The powerful devil that represents the fear of domination and/or conquest, and a member of the Four Horsemen Devils, who can control devils and humans alike, including their contracts and abilities.
 

A mysterious woman serving as the head of Public Safety Division 4, and the first person that shows affection to Denji. She is apparently kind and compassionate, but also cunning, intelligent and manipulative, as she controls Denji through his love for her to keep him working with Public Safety, while threatening to treat him as a Devil in case he tries to run away. She is later revealed to be the Control Devil, who seeks to use the Chainsaw Man to create a world without suffering. This goal, however, is not her true desire: as explained by Pochita, she always wanted to have a family, a relationship with someone who was equal to her, something that she could never achieve because of the way she was raised by the japanese government, who only saw her as a weapon. 
Her relationship with Denji is complex and nuanced: while she is after the power of the Chainsaw Devil, she also shows true affection to him throughout the story; from the first hug she gives him, to biting his finger so that he could always remember her, everything she does is both a part of her plan and a way to show him affection. After Denji defeats the Gun Devil possessing Aki's corpse, she grants him the wish she promised him in the beginning of the story: when she sees he only wants to be her dog, her disappointment lead her to break his contract with Pochita, as she believes he cannot be the Chainsaw Man that she needs; so she proceeds with her plan, by killing Power (that she previously called there to celebrate his birthday) and convincing him that she would always create and destroy every happiness he may find, also revealing that he was the one to kill his father, who did not commit suicide.
Only after the fight at the cemetery, when she fights with Pochita posing as Denji without recognizing him, insulting him without realizing that he is the original Chainsaw Devil, she realizes that she was wrong: Denji is the one that is able to defeat her, bypassing her contract with the prime minister by cutting her with a chainsaw made out of Power's blood while hiding between the other members of the Public Safety who followed her to the fight. Denji apologizes for what he has to do, then eats her as an act of love, declaring that he will always love her despite everything she has done. 
After a few days, Kishibe brings Denji a girl named Nayuta that he found in China, claiming that she is Makima's reincarnation, but also that she has no memories of her previous life. However, this is proven wrong by the same Nayuta biting Denji's finger as Makima did before, instantly recognizing him and calling him "doggy", claiming to love sliced bread and doing the same peace sign he did in her apartment, showing that she actually has memories from her past life and from her interactions with him, and also that she really cared about him. Despite Denji's assumptions, Makima was not deceived by the fact that she never really saw him, as she showed to have memorized his smell during their first meeting, separating it from Pochita's one: the true reason behind his plan's success was the fact that she was not able to accept that Pochita was different from what she had envisioned, and so ignored everything that could possibly lead to that conclusion. 

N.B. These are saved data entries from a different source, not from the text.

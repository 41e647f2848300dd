//! `@ {read_hints="start=..,end=.."}` suffix of a selector

use crate::proto::ReadHints;
use crate::{Error, Result};
use regex::Regex;
use std::sync::OnceLock;

fn read_hints_re() -> &'static Regex {
    static RE: OnceLock<Regex> = OnceLock::new();
    RE.get_or_init(|| {
        Regex::new(r#"^\{\s*read_hints\s*=\s*"([^"]*)"\s*\}$"#).expect("valid read_hints regex")
    })
}

/// Read hints plus the window bounds the block named explicitly
#[derive(Debug, Clone, Default, PartialEq)]
pub struct ParsedHints {
    pub hints: ReadHints,
    /// `start` when given, including `start=0`
    pub start_ms: Option<i64>,
    pub end_ms: Option<i64>,
}

/// Parse the text after `@` into read hints.
///
/// Returns `None` when the block names no recognised key. Entries without
/// `=` and unknown keys are skipped.
pub fn parse_read_hints(input: &str) -> Result<Option<ParsedHints>> {
    let input = input.trim();
    let caps = read_hints_re().captures(input).ok_or_else(|| {
        Error::InvalidQuery(format!(
            "expected {{read_hints=\"...\"}} after '@', got: {}",
            input
        ))
    })?;

    let mut parsed = ParsedHints::default();
    let mut present = false;

    for entry in caps[1].split(',') {
        let Some((key, value)) = entry.trim().split_once('=') else {
            continue;
        };
        let key = key.trim();
        let value = value.trim();

        match key {
            "start" => {
                let start = parse_hint_int(key, value)?;
                parsed.hints.start_ms = start;
                parsed.start_ms = Some(start);
            }
            "end" => {
                let end = parse_hint_int(key, value)?;
                parsed.hints.end_ms = end;
                parsed.end_ms = Some(end);
            }
            "step" => parsed.hints.step_ms = parse_hint_int(key, value)?,
            "range" => parsed.hints.range_ms = parse_hint_int(key, value)?,
            "func" => parsed.hints.func = value.to_string(),
            "by" => parsed.hints.by = value.eq_ignore_ascii_case("true"),
            "grouping" => parsed.hints.grouping.extend(
                value
                    .split('|')
                    .map(str::trim)
                    .filter(|g| !g.is_empty())
                    .map(String::from),
            ),
            _ => continue,
        }
        present = true;
    }

    Ok(present.then_some(parsed))
}

fn parse_hint_int(key: &str, value: &str) -> Result<i64> {
    value.parse().map_err(|_| {
        Error::InvalidQuery(format!(
            "invalid integer value for {} in read_hints: {}",
            key, value
        ))
    })
}
//! Prometheus Remote Read endpoint
//!
//! POST /read, /api/v1/read with a snappy-compressed `ReadRequest`; answers
//! with a snappy-compressed `ReadResponse` using the SAMPLES response type.

use super::remote_write::check_content_encoding;
use super::{ApiError, ApiState};
use crate::codec::{self, CONTENT_ENCODING_SNAPPY, CONTENT_TYPE_PROTOBUF};
use crate::proto::ReadRequest;

use axum::body::Bytes;
use axum::extract::State;
use axum::http::{header, HeaderMap};
use axum::response::IntoResponse;
use tracing::debug;

/// Handle Prometheus Remote Read requests
pub async fn handle_remote_read(
    State(state): State<ApiState>,
    headers: HeaderMap,
    body: Bytes,
) -> Result<impl IntoResponse, ApiError> {
    check_content_encoding(&headers)?;

    let request: ReadRequest = codec::decode(&body)?;
    let response = state.store.read_request(&request)?;
    let payload = codec::encode(&response)?;

    debug!(
        queries = request.queries.len(),
        series = response.results.iter().map(|r| r.timeseries.len()).sum::<usize>(),
        bytes = payload.len(),
        "Remote read served"
    );

    Ok((
        [
            (header::CONTENT_TYPE, CONTENT_TYPE_PROTOBUF),
            (header::CONTENT_ENCODING, CONTENT_ENCODING_SNAPPY),
        ],
        payload,
    ))
}
//! E2E Smoke Tests for remotecheck
//!
//! End-to-end validation against the docker-compose stack in `deploy/`.
//!
//! ## Running the tests
//!
//! ```bash
//! # Start the stack
//! cd deploy && docker compose up -d connector
//!
//! # Wait for the connector to be ready
//! curl http://localhost:9201/health
//!
//! # Run smoke tests
//! cargo test --test e2e_smoke -- --nocapture --ignored
//!
//! # Tear down
//! cd deploy && docker compose down
//! ```
//!
//! ## Environment Variables
//!
//! - `CONNECTOR_URL`: connector base URL (default: http://localhost:9201)
//! - `AWS_ACCESS_KEY_ID` / `AWS_SECRET_ACCESS_KEY`: basic-auth credentials

mod e2e;

pub use e2e::*;
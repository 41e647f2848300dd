//! Shared logging bootstrap for remotecheck binaries.

use crate::{Error, Result};

use std::sync::OnceLock;
use tracing::{info, Level};
use tracing_subscriber::{EnvFilter, FmtSubscriber};

const DEFAULT_SERVICE: &str = "remotecheck";

static SERVICE: OnceLock<String> = OnceLock::new();

/// Service label attached to every metric.
pub fn service() -> &'static str {
    SERVICE.get().map(String::as_str).unwrap_or(DEFAULT_SERVICE)
}

/// Install the JSON tracing subscriber for a binary.
///
/// `RUST_LOG` takes precedence over `log_level` when set.
pub fn init_for_component(service_name: &str, log_level: &str) -> Result<()> {
    let level = parse_log_level(log_level)?;
    let filter = EnvFilter::try_from_default_env()
        .unwrap_or_else(|_| EnvFilter::default().add_directive(level.into()));

    FmtSubscriber::builder()
        .with_env_filter(filter)
        .with_target(true)
        .with_thread_ids(true)
        .json()
        .try_init()
        .map_err(|e| Error::Config(format!("failed to initialize logging subscriber: {e}")))?;

    let _ = SERVICE.set(service_name.to_string());
    info!(service_name, log_level = %level, "Logging initialized");
    Ok(())
}

pub fn parse_log_level(raw: &str) -> Result<Level> {
    match raw.trim().to_ascii_lowercase().as_str() {
        "trace" => Ok(Level::TRACE),
        "debug" => Ok(Level::DEBUG),
        "info" => Ok(Level::INFO),
        "warn" => Ok(Level::WARN),
        "error" => Ok(Level::ERROR),
        other => Err(Error::Config(format!(
            "invalid log level '{other}', expected one of [trace, debug, info, warn, error]"
        ))),
    }
}
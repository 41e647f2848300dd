//! Environment-based configuration
//!
//! Environment variables:
//! - CONNECTOR_URL: base URL of the connector under test (default: http://localhost:9201)
//! - AWS_ACCESS_KEY_ID / AWS_SECRET_ACCESS_KEY: basic-auth credentials (optional, both or neither)
//! - REMOTECHECK_REQUEST_TIMEOUT_SECS: per-request timeout (default: 30)
//! - REMOTECHECK_LISTEN: reference connector listen address (default: 0.0.0.0:9201)
//! - REMOTECHECK_MAX_BODY_BYTES: reference connector body limit (default: 16MB)
//! - REMOTECHECK_RETENTION_SECS: reference connector retention (optional)
//!
//! Every `from_env` has a `from_lookup` twin taking the variable source as a
//! closure, so parsing can be tested without touching the process environment.

use crate::{Error, Result};
use std::fmt;
use std::net::SocketAddr;
use std::str::FromStr;
use std::time::Duration;

pub const DEFAULT_CONNECTOR_URL: &str = "http://localhost:9201";
pub const DEFAULT_LISTEN_ADDR: &str = "0.0.0.0:9201";
pub const DEFAULT_MAX_BODY_SIZE: usize = 16 * 1024 * 1024;
pub const DEFAULT_REQUEST_TIMEOUT: Duration = Duration::from_secs(30);

/// Basic-auth credentials shared by the client and the reference connector.
#[derive(Clone, PartialEq, Eq)]
pub struct Credentials {
    pub access_key_id: String,
    pub secret_access_key: String,
}

impl Credentials {
    pub fn new(access_key_id: impl Into<String>, secret_access_key: impl Into<String>) -> Self {
        Self {
            access_key_id: access_key_id.into(),
            secret_access_key: secret_access_key.into(),
        }
    }

    /// Read `AWS_ACCESS_KEY_ID` / `AWS_SECRET_ACCESS_KEY`.
    pub fn from_lookup<F>(lookup: F) -> Result<Option<Self>>
    where
        F: Fn(&str) -> Option<String>,
    {
        let key = non_empty(lookup("AWS_ACCESS_KEY_ID"));
        let secret = non_empty(lookup("AWS_SECRET_ACCESS_KEY"));
        match (key, secret) {
            (Some(key), Some(secret)) => Ok(Some(Self::new(key, secret))),
            (None, None) => Ok(None),
            (Some(_), None) => Err(Error::Config(
                "AWS_ACCESS_KEY_ID is set but AWS_SECRET_ACCESS_KEY is not".to_string(),
            )),
            (None, Some(_)) => Err(Error::Config(
                "AWS_SECRET_ACCESS_KEY is set but AWS_ACCESS_KEY_ID is not".to_string(),
            )),
        }
    }
}

impl fmt::Debug for Credentials {
    fn fmt(&self, f: &mut fmt::Formatter<'_>) -> fmt::Result {
        f.debug_struct("Credentials")
            .field("access_key_id", &self.access_key_id)
            .field("secret_access_key", &"<redacted>")
            .finish()
    }
}

/// Where the harness sends requests.
#[derive(Debug, Clone)]
pub struct ConnectorSettings {
    /// Base URL, without trailing slash
    pub url: String,
    pub credentials: Option<Credentials>,
    pub request_timeout: Duration,
}

impl Default for ConnectorSettings {
    fn default() -> Self {
        Self {
            url: DEFAULT_CONNECTOR_URL.to_string(),
            credentials: None,
            request_timeout: DEFAULT_REQUEST_TIMEOUT,
        }
    }
}

impl ConnectorSettings {
    pub fn new(url: impl Into<String>) -> Self {
        Self {
            url: normalize_url(url.into()),
            ..Default::default()
        }
    }

    pub fn with_credentials(mut self, credentials: Option<Credentials>) -> Self {
        self.credentials = credentials;
        self
    }

    pub fn with_timeout(mut self, timeout: Duration) -> Self {
        self.request_timeout = timeout;
        self
    }

    pub fn from_env() -> Result<Self> {
        Self::from_lookup(|name| std::env::var(name).ok())
    }

    pub fn from_lookup<F>(lookup: F) -> Result<Self>
    where
        F: Fn(&str) -> Option<String>,
    {
        let url = non_empty(lookup("CONNECTOR_URL"))
            .unwrap_or_else(|| DEFAULT_CONNECTOR_URL.to_string());
        if !url.starts_with("http://") && !url.starts_with("https://") {
            return Err(Error::Config(format!(
                "CONNECTOR_URL must start with http:// or https://, got '{url}'"
            )));
        }

        let request_timeout = parse_var::<u64, _>(&lookup, "REMOTECHECK_REQUEST_TIMEOUT_SECS")?
            .map(Duration::from_secs)
            .unwrap_or(DEFAULT_REQUEST_TIMEOUT);

        Ok(Self {
            url: normalize_url(url),
            credentials: Credentials::from_lookup(&lookup)?,
            request_timeout,
        })
    }
}

/// Reference connector server configuration
#[derive(Debug, Clone)]
pub struct ServerConfig {
    pub listen: SocketAddr,
    /// Maximum request body size
    pub max_body_size: usize,
    pub credentials: Option<Credentials>,
    pub retention: Option<Duration>,
}

impl Default for ServerConfig {
    fn default() -> Self {
        Self {
            listen: SocketAddr::from(([0, 0, 0, 0], 9201)),
            max_body_size: DEFAULT_MAX_BODY_SIZE,
            credentials: None,
            retention: None,
        }
    }
}

impl ServerConfig {
    pub fn from_env() -> Result<Self> {
        Self::from_lookup(|name| std::env::var(name).ok())
    }

    pub fn from_lookup<F>(lookup: F) -> Result<Self>
    where
        F: Fn(&str) -> Option<String>,
    {
        let defaults = Self::default();
        Ok(Self {
            listen: parse_var(&lookup, "REMOTECHECK_LISTEN")?.unwrap_or(defaults.listen),
            max_body_size: parse_var(&lookup, "REMOTECHECK_MAX_BODY_BYTES")?
                .unwrap_or(defaults.max_body_size),
            credentials: Credentials::from_lookup(&lookup)?,
            retention: parse_var::<u64, _>(&lookup, "REMOTECHECK_RETENTION_SECS")?
                .map(Duration::from_secs),
        })
    }
}

/// Parse a boolean environment value (true/false/1/0/yes/no/on/off).
pub fn parse_bool(name: &str, raw: &str) -> Result<bool> {
    match raw.trim().to_ascii_lowercase().as_str() {
        "1" | "true" | "yes" | "on" => Ok(true),
        "0" | "false" | "no" | "off" => Ok(false),
        _ => Err(Error::Config(format!(
            "{name} must be a boolean (true/false/1/0), got '{raw}'"
        ))),
    }
}

/// Parse an optional variable with `FromStr`, reporting the variable name on failure.
pub fn parse_var<T, F>(lookup: &F, name: &str) -> Result<Option<T>>
where
    T: FromStr,
    T::Err: fmt::Display,
    F: Fn(&str) -> Option<String>,
{
    let Some(raw) = non_empty(lookup(name)) else {
        return Ok(None);
    };
    raw.parse::<T>()
        .map(Some)
        .map_err(|e| Error::Config(format!("invalid {name} '{raw}': {e}")))
}

fn non_empty(value: Option<String>) -> Option<String> {
    value
        .map(|s| s.trim().to_string())
        .filter(|s| !s.is_empty())
}

fn normalize_url(url: String) -> String {
    url.trim_end_matches('/').to_string()
}

#[cfg(test)]
mod tests {
    use super::*;
    use std::collections::HashMap;

    fn env(pairs: &[(&str, &str)]) -> impl Fn(&str) -> Option<String> {
        let map: HashMap<String, String> = pairs
            .iter()
            .map(|(k, v)| (k.to_string(), v.to_string()))
            .collect();
        move |name| map.get(name).cloned()
    }

    #[test]
    fn connector_settings_defaults() {
        let settings = ConnectorSettings::from_lookup(env(&[])).unwrap();
        assert_eq!(settings.url, DEFAULT_CONNECTOR_URL);
        assert!(settings.credentials.is_none());
        assert_eq!(settings.request_timeout, DEFAULT_REQUEST_TIMEOUT);
    }

    #[test]
    fn connector_settings_from_env_values() {
        let settings = ConnectorSettings::from_lookup(env(&[
            ("CONNECTOR_URL", "https://connector.example.com/"),
            ("AWS_ACCESS_KEY_ID", "AKIA"),
            ("AWS_SECRET_ACCESS_KEY", "secret"),
            ("REMOTECHECK_REQUEST_TIMEOUT_SECS", "5"),
        ]))
        .unwrap();
        assert_eq!(settings.url, "https://connector.example.com");
        assert_eq!(settings.credentials, Some(Credentials::new("AKIA", "secret")));
        assert_eq!(settings.request_timeout, Duration::from_secs(5));
    }

    #[test]
    fn rejects_half_configured_credentials() {
        let err = ConnectorSettings::from_lookup(env(&[("AWS_ACCESS_KEY_ID", "AKIA")])).unwrap_err();
        assert!(format!("{err}").contains("AWS_SECRET_ACCESS_KEY"));
    }

    #[test]
    fn rejects_bad_url_and_timeout() {
        assert!(ConnectorSettings::from_lookup(env(&[("CONNECTOR_URL", "localhost:9201")])).is_err());
        let err = ConnectorSettings::from_lookup(env(&[(
            "REMOTECHECK_REQUEST_TIMEOUT_SECS",
            "soon",
        )]))
        .unwrap_err();
        assert!(format!("{err}").contains("REMOTECHECK_REQUEST_TIMEOUT_SECS"));
    }

    #[test]
    fn server_config_from_env_values() {
        let config = ServerConfig::from_lookup(env(&[
            ("REMOTECHECK_LISTEN", "127.0.0.1:9999"),
            ("REMOTECHECK_MAX_BODY_BYTES", "1024"),
            ("REMOTECHECK_RETENTION_SECS", "60"),
        ]))
        .unwrap();
        assert_eq!(config.listen.port(), 9999);
        assert_eq!(config.max_body_size, 1024);
        assert_eq!(config.retention, Some(Duration::from_secs(60)));
    }

    #[test]
    fn credentials_debug_redacts_secret() {
        let debug = format!("{:?}", Credentials::new("AKIA", "hunter2"));
        assert!(debug.contains("AKIA"));
        assert!(!debug.contains("hunter2"));
    }

    #[test]
    fn parse_bool_values() {
        assert!(parse_bool("X", "Yes").unwrap());
        assert!(!parse_bool("X", "0").unwrap());
        assert!(parse_bool("X", "maybe").is_err());
    }
}
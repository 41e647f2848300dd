//! Mapping from crate errors to HTTP responses.

use crate::Error;

use axum::http::{header, StatusCode};
use axum::response::{IntoResponse, Response};
use tracing::{error, warn};

/// An error rendered as a plain-text HTTP response
#[derive(Debug)]
pub struct ApiError {
    pub status: StatusCode,
    pub message: String,
}

impl ApiError {
    pub fn new(status: StatusCode, message: impl Into<String>) -> Self {
        Self {
            status,
            message: message.into(),
        }
    }
}

impl From<Error> for ApiError {
    fn from(e: Error) -> Self {
        let status = match &e {
            Error::Unauthorized => StatusCode::UNAUTHORIZED,
            e if e.is_client_error() => StatusCode::BAD_REQUEST,
            _ => StatusCode::INTERNAL_SERVER_ERROR,
        };
        Self::new(status, e.to_string())
    }
}

impl IntoResponse for ApiError {
    fn into_response(self) -> Response {
        if self.status.is_server_error() {
            error!(status = self.status.as_u16(), error = %self.message, "Request failed");
        } else {
            warn!(status = self.status.as_u16(), error = %self.message, "Request rejected");
        }

        let mut response = (self.status, self.message).into_response();
        if self.status == StatusCode::UNAUTHORIZED {
            response.headers_mut().insert(
                header::WWW_AUTHENTICATE,
                header::HeaderValue::from_static("Basic realm=\"remotecheck\""),
            );
        }
        response
    }
}
//! Prometheus-style range durations (`1h30m`, `5m`, `3s`)

use crate::{Error, Result};
use regex::Regex;
use std::sync::OnceLock;

/// Window used when a selector carries no range.
pub const DEFAULT_RANGE_MS: i64 = 60 * 60 * 1000;

fn duration_re() -> &'static Regex {
    static RE: OnceLock<Regex> = OnceLock::new();
    RE.get_or_init(|| {
        Regex::new(r"^(?:(\d+)h)?(?:(\d+)m)?(?:(\d+)s)?$").expect("valid duration regex")
    })
}

/// Parse an `[h][m][s]` duration into milliseconds.
///
/// Units must appear in that order, each at most once. Zero-length
/// durations are rejected.
pub fn parse_duration_ms(input: &str) -> Result<i64> {
    let input = input.trim();
    let caps = duration_re()
        .captures(input)
        .ok_or_else(|| Error::InvalidQuery(format!("invalid duration format: {}", input)))?;

    let mut total_ms: i64 = 0;
    for (idx, unit_ms) in [(1, 3_600_000i64), (2, 60_000), (3, 1_000)] {
        if let Some(part) = caps.get(idx) {
            let amount: i64 = part.as_str().parse().map_err(|_| {
                Error::InvalidQuery(format!("duration component out of range: {}", input))
            })?;
            total_ms = amount
                .checked_mul(unit_ms)
                .and_then(|ms| total_ms.checked_add(ms))
                .ok_or_else(|| Error::InvalidQuery(format!("duration overflows: {}", input)))?;
        }
    }

    if total_ms == 0 {
        return Err(Error::InvalidQuery(format!(
            "duration cannot be zero: {}",
            input
        )));
    }
    Ok(total_ms)
}

#[cfg(test)]
mod tests {
    use super::*;

    #[test]
    fn test_single_units() {
        assert_eq!(parse_duration_ms("3s").unwrap(), 3_000);
        assert_eq!(parse_duration_ms("5m").unwrap(), 300_000);
        assert_eq!(parse_duration_ms("2h").unwrap(), 7_200_000);
    }

    #[test]
    fn test_combined_units() {
        assert_eq!(parse_duration_ms("1h30m").unwrap(), 5_400_000);
        assert_eq!(parse_duration_ms("1h1m1s").unwrap(), 3_661_000);
        assert_eq!(parse_duration_ms(" 90s ").unwrap(), 90_000);
    }

    #[test]
    fn test_rejects_zero() {
        assert!(parse_duration_ms("0s").is_err());
        assert!(parse_duration_ms("0h0m").is_err());
        assert!(parse_duration_ms("").is_err());
    }

    #[test]
    fn test_rejects_malformed() {
        assert!(parse_duration_ms("3d").is_err());
        assert!(parse_duration_ms("s3").is_err());
        assert!(parse_duration_ms("1s1m").is_err());
        assert!(parse_duration_ms("1.5m").is_err());
    }

    #[test]
    fn test_rejects_overflow() {
        assert!(parse_duration_ms("99999999999999999999h").is_err());
        assert!(parse_duration_ms("9223372036854775h").is_err());
    }
}
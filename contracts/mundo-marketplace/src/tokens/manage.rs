use crate::guards::check_one_yocto;
use crate::*;

#[near]
impl Contract {
    /// Owner only; requires 1 yoctoNEAR. `true` when the token was not yet allowed.
    #[payable]
    #[handle_result]
    pub fn add_token(&mut self, token_address: AccountId) -> Result<bool, MarketplaceError> {
        let caller = env::predecessor_account_id();
        self.access.require_owner(&caller)?;
        check_one_yocto()?;

        self.tokens.add_token(&self.access, &caller, token_address)
    }
}
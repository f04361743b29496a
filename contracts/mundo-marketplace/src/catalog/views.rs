use crate::guards::page_bounds;
use crate::*;

#[near]
impl Contract {
    /// Fails with `NotFound` when `id >= length()`.
    #[handle_result]
    pub fn items(&self, id: u64) -> Result<Item, MarketplaceError> {
        self.catalog.get(id).cloned()
    }

    pub fn length(&self) -> u64 {
        self.catalog.len()
    }

    pub fn get_items(&self, from_index: Option<u64>, limit: Option<u32>) -> Vec<Item> {
        let (start, limit) = page_bounds(from_index, limit);
        self.catalog.page(start, limit)
    }

    /// Scans one page window of ids and keeps the matches, so a page may
    /// come back short; continue from `from_index + limit`.
    pub fn get_items_by_category(
        &self,
        category: String,
        from_index: Option<u64>,
        limit: Option<u32>,
    ) -> Vec<Item> {
        let (start, limit) = page_bounds(from_index, limit);
        self.catalog
            .page(start, limit)
            .into_iter()
            .filter(|item| item.category == category)
            .collect()
    }
}
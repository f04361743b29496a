//! Allowlist of fungible-token contracts accepted as payment.

mod manage;
mod views;

use near_sdk::store::IterableSet;
use near_sdk::{AccountId, log, near};

use crate::validation::validate_token_account;
use crate::{AccessControl, MarketplaceError, StorageKey, events};

#[near(serializers = [borsh])]
pub struct TokenAllowlist {
    tokens: IterableSet<AccountId>,
}

impl TokenAllowlist {
    pub fn new() -> Self {
        Self {
            tokens: IterableSet::new(StorageKey::AllowedTokens),
        }
    }

    /// Owner only. Re-adding a present token is a no-op; returns whether the
    /// set changed.
    pub fn add_token(
        &mut self,
        access: &AccessControl,
        caller: &AccountId,
        token_id: AccountId,
    ) -> Result<bool, MarketplaceError> {
        access.require_owner(caller)?;
        validate_token_account(&token_id)?;

        if self.tokens.contains(&token_id) {
            log!("Token {} already allowed", token_id);
            return Ok(false);
        }
        events::emit_token_added(caller, &token_id, self.tokens.len() + 1);
        self.tokens.insert(token_id);
        Ok(true)
    }

    /// Null accounts are never inserted, so they always report `false`.
    pub fn contains(&self, token_id: &AccountId) -> bool {
        self.tokens.contains(token_id)
    }

    pub fn len(&self) -> u32 {
        self.tokens.len()
    }

    pub fn is_empty(&self) -> bool {
        self.tokens.is_empty()
    }

    pub fn page(&self, from_index: u64, limit: u32) -> Vec<AccountId> {
        self.tokens
            .iter()
            .skip(usize::try_from(from_index).unwrap_or(usize::MAX))
            .take(limit as usize)
            .cloned()
            .collect()
    }
}

impl Default for TokenAllowlist {
    fn default() -> Self {
        Self::new()
    }
}
use near_sdk::serde::Serialize;
use near_sdk::serde_json::{Map, Value};

#[derive(Serialize, Clone, Debug)]
#[serde(crate = "near_sdk::serde")]
pub(crate) struct Event {
    pub(crate) standard: String,
    pub(crate) version: String,
    pub(crate) event: String,
    pub(crate) data: Vec<EventData>,
}

#[derive(Serialize, Clone, Debug)]
#[serde(crate = "near_sdk::serde")]
pub(crate) struct EventData {
    pub(crate) operation: String,
    pub(crate) author: String,
    #[serde(flatten)]
    pub(crate) extra: Map<String, Value>,
}
use near_sdk::json_types::U128;
use near_sdk::serde_json::{self, Map, Value};
use near_sdk::{AccountId, env};

use super::types::{Event, EventData};
use super::{PREFIX, STANDARD, VERSION};

// --- Value conversion ---

pub(crate) trait IntoEventValue {
    fn into_event_value(self) -> Value;
}

impl IntoEventValue for &str {
    fn into_event_value(self) -> Value {
        Value::String(self.to_string())
    }
}

impl IntoEventValue for &AccountId {
    fn into_event_value(self) -> Value {
        Value::String(self.to_string())
    }
}

impl IntoEventValue for u32 {
    fn into_event_value(self) -> Value {
        Value::Number(self.into())
    }
}

// u64 is a JSON number and U128 a decimal string, the same shapes the `Item`
// view uses for `id`/`stock` and `cost`.
impl IntoEventValue for u64 {
    fn into_event_value(self) -> Value {
        Value::Number(self.into())
    }
}

impl IntoEventValue for U128 {
    fn into_event_value(self) -> Value {
        Value::String(self.0.to_string())
    }
}

// --- EventBuilder ---

pub(crate) struct EventBuilder {
    event_type: &'static str,
    operation: &'static str,
    author: String,
    fields: Map<String, Value>,
}

impl EventBuilder {
    pub(crate) fn new(event_type: &'static str, operation: &'static str, author: &AccountId) -> Self {
        Self {
            event_type,
            operation,
            author: author.to_string(),
            fields: Map::new(),
        }
    }

    pub(crate) fn field(mut self, key: &str, value: impl IntoEventValue) -> Self {
        self.fields.insert(key.into(), value.into_event_value());
        self
    }

    pub(crate) fn emit(self) {
        let event = Event {
            standard: STANDARD.into(),
            version: VERSION.into(),
            event: self.event_type.into(),
            data: vec![EventData {
                operation: self.operation.into(),
                author: self.author,
                extra: self.fields,
            }],
        };
        env::log_str(&format!(
            "{PREFIX}{}",
            serde_json::to_string(&event).expect("event serialization failed")
        ));
    }
}
//! Single-owner access control.
//!
//! The owner is fixed at initialization; there is no transfer operation.
//! Gated operations receive the caller explicitly and call
//! [`AccessControl::require_owner`] before touching any state.

use near_sdk::{AccountId, near};

use crate::MarketplaceError;

#[near(serializers = [borsh])]
pub struct AccessControl {
    owner_id: AccountId,
}

impl AccessControl {
    pub fn new(owner_id: AccountId) -> Self {
        Self { owner_id }
    }

    pub fn owner_id(&self) -> &AccountId {
        &self.owner_id
    }

    pub fn is_owner(&self, account_id: &AccountId) -> bool {
        account_id == &self.owner_id
    }

    pub fn require_owner(&self, caller: &AccountId) -> Result<(), MarketplaceError> {
        if !self.is_owner(caller) {
            return Err(MarketplaceError::only_owner("contract owner"));
        }
        Ok(())
    }
}
use near_sdk::AccountId;

use super::TOKEN;
use super::builder::EventBuilder;

pub fn emit_token_added(owner_id: &AccountId, token_id: &AccountId, total_tokens: u32) {
    EventBuilder::new(TOKEN, "token_added", owner_id)
        .field("token_id", token_id)
        .field("total_tokens", total_tokens)
        .emit();
}
use near_sdk::AccountId;

use super::CONTRACT;
use super::builder::EventBuilder;

pub fn emit_contract_initialized(owner_id: &AccountId, version: &str) {
    EventBuilder::new(CONTRACT, "contract_init", owner_id)
        .field("owner_id", owner_id)
        .field("version", version)
        .emit();
}
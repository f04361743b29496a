use crate::*;

pub(crate) fn check_one_yocto() -> Result<(), MarketplaceError> {
    if env::attached_deposit() != ONE_YOCTO {
        return Err(MarketplaceError::InsufficientDeposit(
            "Requires attached deposit of exactly 1 yoctoNEAR".into(),
        ));
    }
    Ok(())
}

/// Clamps caller-supplied pagination to `MAX_PAGE_LIMIT`.
pub(crate) fn page_bounds(from_index: Option<u64>, limit: Option<u32>) -> (u64, u32) {
    let start = from_index.unwrap_or(0);
    let limit = limit.unwrap_or(DEFAULT_PAGE_LIMIT).min(MAX_PAGE_LIMIT);
    (start, limit)
}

The current incarnation of the Control Devil following Makima's reincarnation. Resembling a young girl with black hair and the same ringed yellow-red eyes as Makima, she was found in China by Kishibe, who leaves her in Denji's care in order to raise her and keep her away from the japanese government. Nayuta's initial appearance is based on the titular character of Fujimoto's previous work .
After only a few months living with Denji, she is notably taller and visibly more mature then the first time she appeared; this is because as a Devil she grows much faster than a human; she is also precocious, as Denji believes she is smart enough to go to college, and is saving for her tuition. She also began to dress in a way that resembles Makima, with the same braided hairstyle as her previous incarnation. They live with Meowy and her 7 dogs, which she walks keeping their leashes attached to her waist, resembling the chains she used to control her subjects as Makima.
Nayuta shows a caring and protective attitude towards Denji, retaining her previous self's possessiveness and obsession with him: after seeing Denji getting kissed by Asa, she alters her memory in a fit of jealousy, claiming him as her property. It is revealed that despite remembering that he can't die, she doesn't want him to get close to other girls, as she somehow knows that the ones he has met before tried to kill him.
As Makima before, she exerts a certain degree of influence over Denji: this is shown when he tells her that she always comes first after Asa gets her memory altered, and also when he no longer wants to be Chainsaw Man (as she will always keep girls away from him) but she still manages to convince him otherwise by telling him he will get much more love if he keeps fighting Devils.
 / 
The once-powerful War Devil who goes into a contract with Asa after saving her from the Class President in contract with the Justice Devil. She represents the primal fear of war and a member of the Four Horsemen Devils, with the ability turn anything that "belongs" to the user into weapons, with more power in the weapon with the more guilt the user has in turning the item into a weapon, though her full extent of her abilities remain unknown. She took the name Yoru ("night") to mirror Asa ("day"). Yoru has become tremendously weakened after being largely consumed by Pochita, which became her main motive for her vendetta against Chainsaw Man. Unlike Makima who acts cold and untouchable, she acts more human and shows vulnerability, potentially from inheriting some of Asa's personality as a fiend. Before possessing Asa, she first appeared in a weakened form of an owl or potoo, similar to Pochita's dog form. After the aquarium date with Denji, Yoru revealed to Asa that she had inherited her crush on Denji, but it did not discourage her intentions to kill him.
 / 
The mysterious Famine Devil who takes on an identity of a female student in Fourth East High School and a member of the school's devil hunter club. She represents the fear of famine (and by extension, hunger) and a member of the Four Horsemen Devils who treats her fellow horsemen as sisters. Despite being a Horsemen and not openly reveal her true identity, she does not care if someone finds out, as she is not even hiding her true name, though she is currently monitored by Yoshida under the Public Safety orders. In contrast to the fear she represents, she is a massive glutton. Currently her goal remains unknown, aside from "assisting" Asa and Yoru on several occasions to their goal.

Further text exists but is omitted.